Generating Transformation Code

  1. Click the Generate icon.
  2. (Optional) Add a comment specifying any particular commands or actions.
  3. Click the Generate button.
  4. The generated code will appear below the existing code in the Transformations Code zone.

Query

Query a source dataset from the Clean Zone or Transformed Zone (SQL mode only).

  1. Write an SQL query in the editor.
  2. Click the Query button.
  3. Output data will appear in the Output tab.

AI Data Explorer

We have implemented AI to help you quickly locate data and automate dataset creation. (Refer to the documentation for details.)

Lineage View

Prerequisite: A PostgreSQL Cluster must be running.
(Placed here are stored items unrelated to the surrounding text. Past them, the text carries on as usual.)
//! Configuration model loaded from external sources.

use std::env;
use std::time::Duration;

use config::{Config, ConfigError, Environment, File};
use serde::Deserialize;

const DEFAULT_TIMEOUT_SECS: u64 = 30;

fn default_timeout_secs() -> u64 {
    DEFAULT_TIMEOUT_SECS
}

/// Identity provider settings, read once at startup.
#[derive(Clone, Debug, Default, Deserialize, PartialEq, Eq)]
pub struct IdentityConfig {
    pub region: String,
    pub user_pool_id: String,
    pub client_id: String,
}

#[derive(Clone, Debug, Deserialize, PartialEq, Eq)]
/// Settings shared by the API client and the CLI.
pub struct AppConfig {
    pub api_base_url: String,
    #[serde(default = "default_timeout_secs")]
    pub request_timeout_secs: u64,
    /// Token attached to requests unless overridden on the command line.
    #[serde(default)]
    pub session_token: Option<String>,
    #[serde(default)]
    pub identity: IdentityConfig,
}

impl AppConfig {
    /// Layers `config/default`, `config/{APP_ENV}` and `APP_*` variables.
    pub fn load() -> Result<Self, ConfigError> {
        // Select config profile (defaults to `local`).
        let app_env = env::var("APP_ENV").unwrap_or_else(|_| "local".into());

        Config::builder()
            .add_source(File::with_name("config/default"))
            .add_source(File::with_name(&format!("config/{app_env}")).required(false))
            .add_source(Environment::with_prefix("APP"))
            .build()?
            .try_deserialize()
    }

    pub fn request_timeout(&self) -> Duration {
        Duration::from_secs(self.request_timeout_secs)
    }
}

#[cfg(test)]
mod tests {
    use config::FileFormat;

    use super::*;

    #[test]
    fn missing_optional_settings_use_defaults() {
        let settings = Config::builder()
            .add_source(File::from_str(
                "api_base_url: https://api.example.com/\n",
                FileFormat::Yaml,
            ))
            .build()
            .unwrap();

        let config: AppConfig = settings.try_deserialize().unwrap();

        assert_eq!(config.request_timeout(), Duration::from_secs(30));
        assert_eq!(config.session_token, None);
        assert_eq!(config.identity, IdentityConfig::default());
    }

    #[test]
    fn nested_identity_section_is_read() {
        let settings = Config::builder()
            .add_source(File::from_str(
                "api_base_url: http://localhost:8080/\n\
                 request_timeout_secs: 5\n\
                 identity:\n  region: us-east-1\n  user_pool_id: pool\n  client_id: client\n",
                FileFormat::Yaml,
            ))
            .build()
            .unwrap();

        let config: AppConfig = settings.try_deserialize().unwrap();

        assert_eq!(config.request_timeout_secs, 5);
        assert_eq!(config.identity.region, "us-east-1");
    }
}
//! Providers backed by the REST API.

use async_trait::async_trait;
use serde_json::Value;

use crate::api::{
    ApiClient, AttendanceQuery, DeleteResultQuery, PoolsQuery, QuestionsQuery, QuotasQuery,
    SaleDetailsQuery, SurveyReportQuery, TrainersQuery,
};
use crate::errors::AppResult;
use crate::forms::attendance::AttendanceParams;
use crate::forms::page::PageParams;
use crate::forms::quota::QuotaParams;
use crate::forms::sale::SaleDetailParams;
use crate::forms::survey::{ResultDeleteParams, SurveyReportParams};
use crate::providers::{
    AttendanceProvider, PoolProvider, QuotaProvider, SaleProvider, SurveyProvider,
    TrainerProvider,
};
use crate::transport::Session;

#[async_trait]
impl PoolProvider for ApiClient {
    async fn fetch_pools(&self, session: &Session, params: &PageParams) -> AppResult<Value> {
        self.fetch(session, &PoolsQuery(*params)).await
    }
}

#[async_trait]
impl TrainerProvider for ApiClient {
    async fn fetch_trainers(&self, session: &Session, params: &PageParams) -> AppResult<Value> {
        self.fetch(session, &TrainersQuery(*params)).await
    }
}

#[async_trait]
impl AttendanceProvider for ApiClient {
    async fn fetch_attendance(
        &self,
        session: &Session,
        params: &AttendanceParams,
    ) -> AppResult<Value> {
        self.fetch(session, &AttendanceQuery(*params)).await
    }
}

#[async_trait]
impl SurveyProvider for ApiClient {
    async fn fetch_questions(&self, session: &Session) -> AppResult<Value> {
        self.fetch(session, &QuestionsQuery).await
    }

    async fn fetch_report(
        &self,
        session: &Session,
        params: &SurveyReportParams,
    ) -> AppResult<Value> {
        self.fetch(session, &SurveyReportQuery(*params)).await
    }

    async fn delete_result(
        &self,
        session: &Session,
        params: &ResultDeleteParams,
    ) -> AppResult<Value> {
        self.fetch(session, &DeleteResultQuery(*params)).await
    }
}

#[async_trait]
impl SaleProvider for ApiClient {
    async fn fetch_sale_details(
        &self,
        session: &Session,
        params: &SaleDetailParams,
    ) -> AppResult<Value> {
        self.fetch(session, &SaleDetailsQuery(*params)).await
    }
}

#[async_trait]
impl QuotaProvider for ApiClient {
    async fn fetch_quotas(&self, session: &Session, params: &QuotaParams) -> AppResult<Value> {
        self.fetch(session, &QuotasQuery(*params)).await
    }
}
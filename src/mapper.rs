//! Projection of raw JSON payloads onto declared model schemas.
//!
//! [`project`] keeps only the properties a schema declares (recursing into
//! nested models) and silently drops everything else, so new server fields
//! never break older clients. [`map_payload`] then decodes the projected
//! record into the typed model.

use chrono::NaiveDate;
use serde::de::DeserializeOwned;
use serde_json::{Map, Value};

use crate::errors::{AppError, MappingError, ValidationError};
use crate::schema::{FieldKind, FieldRule, FieldSpec, ModelSchema};
use crate::validators::{
    is_blank, validate_date_string, validate_integer, validate_required_string,
};

/// A typed record that can be built from a raw payload.
pub trait Model: DeserializeOwned {
    const SCHEMA: &'static ModelSchema;

    /// Projects `payload` through [`Model::SCHEMA`] and decodes the result.
    fn from_payload(payload: &Value) -> Result<Self, MappingError> {
        map_payload(payload)
    }
}

/// Payload restricted to the fields declared by a schema.
#[derive(Debug, Clone, PartialEq)]
pub struct ModelRecord {
    schema: &'static ModelSchema,
    fields: Map<String, Value>,
}

fn project_object(object: &Map<String, Value>, schema: &ModelSchema) -> Map<String, Value> {
    schema
        .fields
        .iter()
        .filter_map(|spec| {
            object
                .get(spec.name)
                .map(|value| (spec.name.to_string(), project_value(value, spec.kind)))
        })
        .collect()
}

fn project_value(value: &Value, kind: FieldKind) -> Value {
    match (kind, value) {
        (FieldKind::Model(schema), Value::Object(object)) => {
            Value::Object(project_object(object, schema))
        }
        (FieldKind::List(schema), Value::Array(items)) => Value::Array(
            items
                .iter()
                .map(|item| match item {
                    Value::Object(object) => Value::Object(project_object(object, schema)),
                    other => other.clone(),
                })
                .collect(),
        ),
        _ => value.clone(),
    }
}

/// Copies the declared fields of `payload` into a new record.
pub fn project(
    payload: &Value,
    schema: &'static ModelSchema,
) -> Result<ModelRecord, MappingError> {
    let object = payload.as_object().ok_or(MappingError::NotAnObject {
        schema: schema.name,
    })?;

    Ok(ModelRecord {
        schema,
        fields: project_object(object, schema),
    })
}

/// Projects `payload` and decodes it into `M`.
pub fn map_payload<M: Model>(payload: &Value) -> Result<M, MappingError> {
    project(payload, M::SCHEMA)?.decode()
}

impl ModelRecord {
    pub fn schema(&self) -> &'static ModelSchema {
        self.schema
    }

    pub fn get(&self, name: &str) -> Option<&Value> {
        self.fields.get(name)
    }

    pub fn keys(&self) -> impl Iterator<Item = &str> {
        self.fields.keys().map(String::as_str)
    }

    pub fn as_map(&self) -> &Map<String, Value> {
        &self.fields
    }

    pub fn into_value(self) -> Value {
        Value::Object(self.fields)
    }

    /// Decodes the record into its typed model.
    pub fn decode<M: DeserializeOwned>(self) -> Result<M, MappingError> {
        let schema = self.schema.name;
        serde_json::from_value(self.into_value()).map_err(|err| MappingError::Decode {
            schema,
            message: err.to_string(),
        })
    }

    fn spec(&self, property: &str) -> Result<&'static FieldSpec, MappingError> {
        self.schema
            .field(property)
            .ok_or_else(|| MappingError::UnknownProperty {
                schema: self.schema.name,
                property: property.to_string(),
            })
    }

    /// Validates one declared property, or all of them when `property` is `None`.
    ///
    /// Validation stops at the first failing field. The record is never modified.
    pub fn validate(&self, property: Option<&str>) -> Result<(), AppError> {
        match property {
            Some(name) => {
                let spec = self.spec(name)?;
                self.validate_field(spec)?;
            }
            None => {
                for spec in self.schema.fields {
                    self.validate_field(spec)?;
                }
            }
        }
        Ok(())
    }

    fn validate_field(&self, spec: &FieldSpec) -> Result<(), ValidationError> {
        let value = match self.fields.get(spec.name) {
            Some(value) if !is_blank(value) => value,
            _ if spec.required => return Err(ValidationError::required(spec.name, spec.label)),
            _ => return Ok(()),
        };

        match spec.rule {
            FieldRule::None => Ok(()),
            FieldRule::Integer(rules) => {
                validate_integer(value, spec.name, spec.label, rules).map(drop)
            }
            FieldRule::Text(rules) => {
                validate_required_string(value, spec.name, spec.label, rules).map(drop)
            }
            FieldRule::Date => validate_date_string(value, spec.name, spec.label).map(drop),
        }
    }

    /// Coerced integer value of a declared property, `None` when absent.
    pub fn integer(&self, property: &str) -> Result<Option<i64>, AppError> {
        let spec = self.spec(property)?;
        let rules = match spec.rule {
            FieldRule::Integer(rules) => rules,
            _ => Default::default(),
        };
        self.present(spec)
            .map(|value| validate_integer(value, spec.name, spec.label, rules))
            .transpose()
            .map_err(AppError::from)
    }

    /// Coerced, trimmed text value of a declared property, `None` when absent.
    pub fn text(&self, property: &str) -> Result<Option<String>, AppError> {
        let spec = self.spec(property)?;
        let rules = match spec.rule {
            FieldRule::Text(rules) => rules,
            _ => Default::default(),
        };
        self.present(spec)
            .map(|value| validate_required_string(value, spec.name, spec.label, rules))
            .transpose()
            .map_err(AppError::from)
    }

    /// Coerced date value of a declared property, `None` when absent.
    pub fn date(&self, property: &str) -> Result<Option<NaiveDate>, AppError> {
        let spec = self.spec(property)?;
        self.present(spec)
            .map(|value| validate_date_string(value, spec.name, spec.label))
            .transpose()
            .map_err(AppError::from)
    }

    /// Turns an absent coerced value into the field's "required" error.
    pub fn require<T>(&self, property: &str, value: Option<T>) -> Result<T, AppError> {
        let spec = self.spec(property)?;
        value.ok_or_else(|| ValidationError::required(spec.name, spec.label).into())
    }

    fn present(&self, spec: &FieldSpec) -> Option<&Value> {
        self.fields.get(spec.name).filter(|value| !is_blank(value))
    }
}
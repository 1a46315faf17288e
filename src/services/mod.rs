//! Controllers turning provider payloads into domain models.
//!
//! Each service wraps exactly one provider call. Whatever goes wrong, the
//! caller only ever sees an [`ErrorModel`].

use crate::errors::{AppError, ErrorModel};

pub mod pool;
pub mod report;
pub mod survey;

pub type ServiceResult<T> = Result<T, ErrorModel>;

/// Logs a failed operation and collapses the error for the UI.
fn normalize(operation: &str, err: AppError) -> ErrorModel {
    log::error!("Failed to {operation}: {err}");
    ErrorModel::from(err)
}
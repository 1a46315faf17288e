//! Data layer of the pool administration dashboard.
//!
//! Raw API payloads are projected through declared schemas ([`schema`],
//! [`mapper`]) into typed domain models ([`domain`]), wrapped in a
//! [`pagination::Page`] when listed. Request parameters are validated by the
//! DTOs in [`forms`]. With the `client` feature the crate also talks to the
//! REST API: [`transport`] issues requests, [`api`] describes endpoints,
//! [`providers`] fetch raw payloads and [`services`] turn them into models
//! while collapsing failures into one [`errors::ErrorModel`].

pub mod domain;
mod error_conversions;
pub mod errors;
pub mod forms;
pub mod mapper;
pub mod pagination;
pub mod schema;
pub mod validators;

#[cfg(feature = "client")]
pub mod api;
#[cfg(feature = "client")]
pub mod models;
#[cfg(feature = "client")]
pub mod providers;
#[cfg(feature = "client")]
pub mod services;
#[cfg(feature = "client")]
pub mod transport;
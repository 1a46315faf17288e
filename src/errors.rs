//! Error taxonomy shared by mapping, validation, transport and controllers.

use serde::{Deserialize, Serialize};
use thiserror::Error;

/// Message shown to the user when a failure has no backend-provided text.
pub const FALLBACK_MESSAGE: &str = "Ocurrió un error inesperado. Por favor intente de nuevo más tarde.";

/// Field-level validation failure with a user-facing (Spanish) message.
#[derive(Debug, Clone, Error, PartialEq, Eq)]
#[error("{message}")]
pub struct ValidationError {
    /// Machine name of the offending property.
    pub field: String,
    /// Human readable description of the violated constraint.
    pub message: String,
}

impl ValidationError {
    pub fn new(field: impl Into<String>, message: impl Into<String>) -> Self {
        Self {
            field: field.into(),
            message: message.into(),
        }
    }

    /// Error for a required field that was absent, null or blank.
    pub fn required(field: &str, label: &str) -> Self {
        Self::new(field, format!("El campo {label} es obligatorio"))
    }
}

/// Failures raised while projecting a payload onto a model schema.
#[derive(Debug, Clone, Error, PartialEq, Eq)]
pub enum MappingError {
    #[error("{schema}: payload is not an object")]
    NotAnObject { schema: &'static str },

    #[error("{schema}: unknown property `{property}`")]
    UnknownProperty {
        schema: &'static str,
        property: String,
    },

    #[error("{schema}: {message}")]
    Decode {
        schema: &'static str,
        message: String,
    },
}

/// Transport failure classes reported by the API layer.
#[derive(Debug, Clone, Copy, PartialEq, Eq, Hash, Serialize, Deserialize)]
#[serde(rename_all = "SCREAMING_SNAKE_CASE")]
pub enum TransportErrorKind {
    /// Request could not be prepared (bad URL, bad header value, ...).
    CustomError,
    /// Network level failure, the request never produced a response.
    FetchError,
    /// Response body could not be decoded.
    ParsingError,
    /// The request exceeded the client timeout.
    TimeoutError,
}

impl TransportErrorKind {
    /// Stable numeric code surfaced in [`ErrorBody::error_code`].
    pub const fn code(self) -> i64 {
        match self {
            Self::CustomError => 50001,
            Self::FetchError => 50002,
            Self::ParsingError => 50003,
            Self::TimeoutError => 50004,
        }
    }

    pub const fn as_str(self) -> &'static str {
        match self {
            Self::CustomError => "CUSTOM_ERROR",
            Self::FetchError => "FETCH_ERROR",
            Self::ParsingError => "PARSING_ERROR",
            Self::TimeoutError => "TIMEOUT_ERROR",
        }
    }
}

/// Structured error body returned by the backend on non-2xx responses.
#[derive(Debug, Clone, Error, Serialize, Deserialize, PartialEq, Eq)]
#[serde(rename_all = "camelCase")]
#[error("{user_message} (code {error_code})")]
pub struct ErrorBody {
    pub error_code: i64,
    pub user_message: String,
    #[serde(default)]
    pub developer_message: String,
    #[serde(default)]
    pub more_info: String,
}

impl ErrorBody {
    /// Builds the body reported for a classified transport failure.
    pub fn from_transport(kind: TransportErrorKind, message: impl Into<String>) -> Self {
        Self {
            error_code: kind.code(),
            user_message: message.into(),
            developer_message: String::new(),
            more_info: String::new(),
        }
    }

    /// Parses a response body, returning `None` when it is not a recognized error shape.
    pub fn parse(body: &[u8]) -> Option<Self> {
        serde_json::from_slice(body).ok()
    }
}

/// Closed error type for every fallible operation of the crate.
#[derive(Debug, Clone, Error, PartialEq)]
pub enum AppError {
    #[error("validation error: {0}")]
    Validation(#[from] ValidationError),

    #[error("mapping error: {0}")]
    Mapping(#[from] MappingError),

    #[error("{}: {message}", .kind.as_str())]
    Transport {
        kind: TransportErrorKind,
        message: String,
    },

    #[error("backend error: {0}")]
    Backend(ErrorBody),

    #[error("unexpected error: {0}")]
    Unknown(String),
}

impl AppError {
    pub fn transport(kind: TransportErrorKind, message: impl Into<String>) -> Self {
        Self::Transport {
            kind,
            message: message.into(),
        }
    }

    /// Collapses the error into the wire error body used by API slices.
    ///
    /// Backend bodies pass through unchanged; everything else is reported as
    /// one of the transport kinds.
    pub fn into_error_body(self) -> ErrorBody {
        match self {
            Self::Backend(body) => body,
            Self::Transport { kind, message } => ErrorBody::from_transport(kind, message),
            Self::Mapping(err) => {
                ErrorBody::from_transport(TransportErrorKind::ParsingError, err.to_string())
            }
            Self::Validation(err) => {
                ErrorBody::from_transport(TransportErrorKind::CustomError, err.message)
            }
            Self::Unknown(message) => {
                ErrorBody::from_transport(TransportErrorKind::CustomError, message)
            }
        }
    }
}

pub type AppResult<T> = Result<T, AppError>;

/// The single error shape surfaced to the UI by controllers.
#[derive(Debug, Clone, Error, Serialize, PartialEq, Eq)]
#[serde(rename_all = "camelCase")]
#[error("{user_message}")]
pub struct ErrorModel {
    pub user_message: String,
    #[serde(skip_serializing_if = "Option::is_none")]
    pub code: Option<i64>,
}

impl ErrorModel {
    pub fn new(user_message: impl Into<String>, code: Option<i64>) -> Self {
        Self {
            user_message: user_message.into(),
            code,
        }
    }

    /// Generic error with the localized fallback message and no code.
    pub fn fallback() -> Self {
        Self::new(FALLBACK_MESSAGE, None)
    }
}

#[cfg(test)]
mod tests {
    use super::*;

    #[test]
    fn timeout_error_body_carries_code_and_raw_message() {
        let body = ErrorBody::from_transport(TransportErrorKind::TimeoutError, "took too long");

        assert_eq!(
            body,
            ErrorBody {
                error_code: 50004,
                user_message: "took too long".to_string(),
                developer_message: String::new(),
                more_info: String::new(),
            }
        );
    }

    #[test]
    fn transport_kinds_have_distinct_codes() {
        let codes = [
            TransportErrorKind::CustomError,
            TransportErrorKind::FetchError,
            TransportErrorKind::ParsingError,
            TransportErrorKind::TimeoutError,
        ]
        .map(TransportErrorKind::code);

        assert_eq!(codes, [50001, 50002, 50003, 50004]);
    }

    #[test]
    fn parse_accepts_backend_shape_with_missing_optional_parts() {
        let body = ErrorBody::parse(br#"{"errorCode":404,"userMessage":"Sede no encontrada"}"#)
            .expect("recognized body");

        assert_eq!(body.error_code, 404);
        assert_eq!(body.user_message, "Sede no encontrada");
        assert!(body.developer_message.is_empty());
    }

    #[test]
    fn parse_rejects_unrelated_json() {
        assert!(ErrorBody::parse(br#"{"message":"boom"}"#).is_none());
        assert!(ErrorBody::parse(b"<html>bad gateway</html>").is_none());
    }

    #[test]
    fn backend_error_passes_through_into_error_body() {
        let body = ErrorBody {
            error_code: 409,
            user_message: "Cupo lleno".to_string(),
            developer_message: "quota exhausted".to_string(),
            more_info: "https://docs.invalid/409".to_string(),
        };

        assert_eq!(AppError::Backend(body.clone()).into_error_body(), body);
    }

    #[test]
    fn serialized_error_model_omits_missing_code() {
        let json = serde_json::to_value(ErrorModel::fallback()).unwrap();

        assert_eq!(json, serde_json::json!({ "userMessage": FALLBACK_MESSAGE }));
    }
}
The Lineage View displays all datasets along with their dependencies, statuses, and check results.

Dataset State

Each node in the DAG Schema contains the following information:

  1. Dataset Path: Displays the storage path of the dataset.
  2. Materialization Status: Indicates whether the dataset is materialized.
    • If materialized, but the text is red, it signals an issue post-materialization. Hover over the "?" icon for details.
  3. Dataset Checks Statuses: Displays the results of three checks:
    • Materialization
    • Quality Check
    • Unit Test

A green header with the dataset path indicates all checks are in an OK status.